What to produce — Every entry needs to appear again exactly as written below.
- Opening Delimiter -
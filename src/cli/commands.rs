// Keyguard — CLI Command Handlers
//
// Each function handles one CLI subcommand. They wire the config, the
// console authenticator, the OS-keyring keychain and the key facility into
// the demo flows and print the resulting status lines.

use std::sync::Arc;

use crate::config::Config;
use crate::demo::{BiometryDemo, PasswordDemo, SecuredKeyDemo};
use crate::enclave::SoftwareKeyFacility;
use crate::error::KeyguardError;
use crate::gate::AuthenticationGate;
use crate::platform::{AuthSubsystem, KeyringKeychain};
use crate::store::{CredentialStore, KeychainCredentialStore};

use super::console::ConsoleAuthenticator;
use super::{BioAction, Cli, Commands, PasswordAction};

struct Services {
    auth: Arc<dyn AuthSubsystem>,
    gate: AuthenticationGate,
    store: Arc<dyn CredentialStore>,
}

fn services(config: &Config) -> Services {
    let auth: Arc<dyn AuthSubsystem> = Arc::new(ConsoleAuthenticator::new(&config.console));
    let keychain = Arc::new(KeyringKeychain::new(
        &config.keyring_service,
        auth.clone(),
        config.kdf,
    ));
    Services {
        gate: AuthenticationGate::new(auth.clone()),
        store: Arc::new(KeychainCredentialStore::with_handle_ttl(
            keychain,
            config.handle_ttl(),
        )),
        auth,
    }
}

/// Execute the parsed CLI command.
pub async fn execute(cli: Cli) -> Result<(), KeyguardError> {
    let config = Config::load(cli.config.as_deref())?;
    tracing::debug!(service = %config.keyring_service, "Configuration ready");

    match cli.command {
        Commands::Password { action } => cmd_password(&config, action).await,
        Commands::Bio { action } => cmd_bio(&config, action).await,
        Commands::Key { bio } => cmd_key(&config, bio).await,
    }
    Ok(())
}

// ─── Password ────────────────────────────────────────────────────────────────

async fn cmd_password(config: &Config, action: PasswordAction) {
    let s = services(config);
    let demo = PasswordDemo::new(s.store, s.gate, s.auth);

    let status = match action {
        PasswordAction::Create => demo.create(),
        PasswordAction::ReadInline => demo.read_inline().await,
        PasswordAction::ReadContext => demo.read_with_context().await,
        PasswordAction::ReadPassword { password } => demo.read_with_password(&password).await,
    };
    println!("{}", status);
}

// ─── Biometry ────────────────────────────────────────────────────────────────

async fn cmd_bio(config: &Config, action: BioAction) {
    let s = services(config);
    let demo = BiometryDemo::new(s.store, s.gate);

    let status = match action {
        BioAction::State => demo.biometry_state_label(),
        BioAction::Create => demo.create(),
        BioAction::ReadInline => {
            println!("{}", demo.biometry_state_label());
            demo.read_inline().await
        }
        BioAction::ReadContext => {
            println!("{}", demo.biometry_state_label());
            demo.read_with_context().await
        }
        BioAction::Remove => demo.remove(),
        BioAction::Check => demo.check(),
    };
    println!("{}", status);
}

// ─── Key ─────────────────────────────────────────────────────────────────────

async fn cmd_key(config: &Config, bio: bool) {
    let auth: Arc<dyn AuthSubsystem> = Arc::new(ConsoleAuthenticator::new(&config.console));
    let mut demo = SecuredKeyDemo::new(Arc::new(SoftwareKeyFacility::new(auth)));
    demo.set_use_biometry(bio);

    println!("Key:  {}", demo.key_tag());
    println!("{}", demo.clear_text_label());
    println!("{}", demo.encrypt());
    println!("{}", demo.public_key_label());
    println!("{}", demo.decrypt().await);
    println!("{}", demo.sign_message().await);
    println!("{}", demo.verify());
    println!("{}", demo.sign_digest().await);
    println!("{}", demo.verify());
}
- Closing Delimiter -
Answer area —
filename src/cli/commands.rs
// Keyguard — CLI Command Handlers
//
// Each function handles one CLI subcommand. They wire the config, the
// console authenticator, the OS-keyring keychain and the key facility into
// the demo flows and print the resulting status lines.

use std::sync::Arc;

use crate::config::Config;
use crate::demo::{BiometryDemo, PasswordDemo, SecuredKeyDemo};
use crate::enclave::SoftwareKeyFacility;
use crate::error::KeyguardError;
use crate::gate::AuthenticationGate;
use crate::platform::{AuthSubsystem, KeyringKeychain};
use crate::store::{CredentialStore, KeychainCredentialStore};

use super::console::ConsoleAuthenticator;
use super::{BioAction, Cli, Commands, PasswordAction};

struct Services {
    auth: Arc<dyn AuthSubsystem>,
    gate: AuthenticationGate,
    store: Arc<dyn CredentialStore>,
}

fn services(config: &Config) -> Services {
    let auth: Arc<dyn AuthSubsystem> = Arc::new(ConsoleAuthenticator::new(&config.console));
    let keychain = Arc::new(KeyringKeychain::new(
        &config.keyring_service,
        auth.clone(),
        config.kdf,
    ));
    Services {
        gate: AuthenticationGate::new(auth.clone()),
        store: Arc::new(KeychainCredentialStore::with_handle_ttl(
            keychain,
            config.handle_ttl(),
        )),
        auth,
    }
}

/// Execute the parsed CLI command.
pub async fn execute(cli: Cli) -> Result<(), KeyguardError> {
    let config = Config::load(cli.config.as_deref())?;
    tracing::debug!(service = %config.keyring_service, "Configuration ready");

    match cli.command {
        Commands::Password { action } => cmd_password(&config, action).await,
        Commands::Bio { action } => cmd_bio(&config, action).await,
        Commands::Key { bio } => cmd_key(&config, bio).await,
    }
    Ok(())
}

// ─── Password ────────────────────────────────────────────────────────────────

async fn cmd_password(config: &Config, action: PasswordAction) {
    let s = services(config);
    let demo = PasswordDemo::new(s.store, s.gate, s.auth);

    let status = match action {
        PasswordAction::Create => demo.create(),
        PasswordAction::ReadInline => demo.read_inline().await,
        PasswordAction::ReadContext => demo.read_with_context().await,
        PasswordAction::ReadPassword { password } => demo.read_with_password(&password).await,
    };
    println!("{}", status);
}

// ─── Biometry ────────────────────────────────────────────────────────────────

async fn cmd_bio(config: &Config, action: BioAction) {
    let s = services(config);
    let demo = BiometryDemo::new(s.store, s.gate);

    let status = match action {
        BioAction::State => demo.biometry_state_label(),
        BioAction::Create => demo.create(),
        BioAction::ReadInline => {
            println!("{}", demo.biometry_state_label());
            demo.read_inline().await
        }
        BioAction::ReadContext => {
            println!("{}", demo.biometry_state_label());
            demo.read_with_context().await
        }
        BioAction::Remove => demo.remove(),
        BioAction::Check => demo.check(),
    };
    println!("{}", status);
}

// ─── Key ─────────────────────────────────────────────────────────────────────

async fn cmd_key(config: &Config, bio: bool) {
    let auth: Arc<dyn AuthSubsystem> = Arc::new(ConsoleAuthenticator::new(&config.console));
    let mut demo = SecuredKeyDemo::new(Arc::new(SoftwareKeyFacility::new(auth)));
    demo.set_use_biometry(bio);

    println!("Key:  {}", demo.key_tag());
    println!("{}", demo.clear_text_label());
    println!("{}", demo.encrypt());
    println!("{}", demo.public_key_label());
    println!("{}", demo.decrypt().await);
    println!("{}", demo.sign_message().await);
    println!("{}", demo.verify());
    println!("{}", demo.sign_digest().await);
    println!("{}", demo.verify());
}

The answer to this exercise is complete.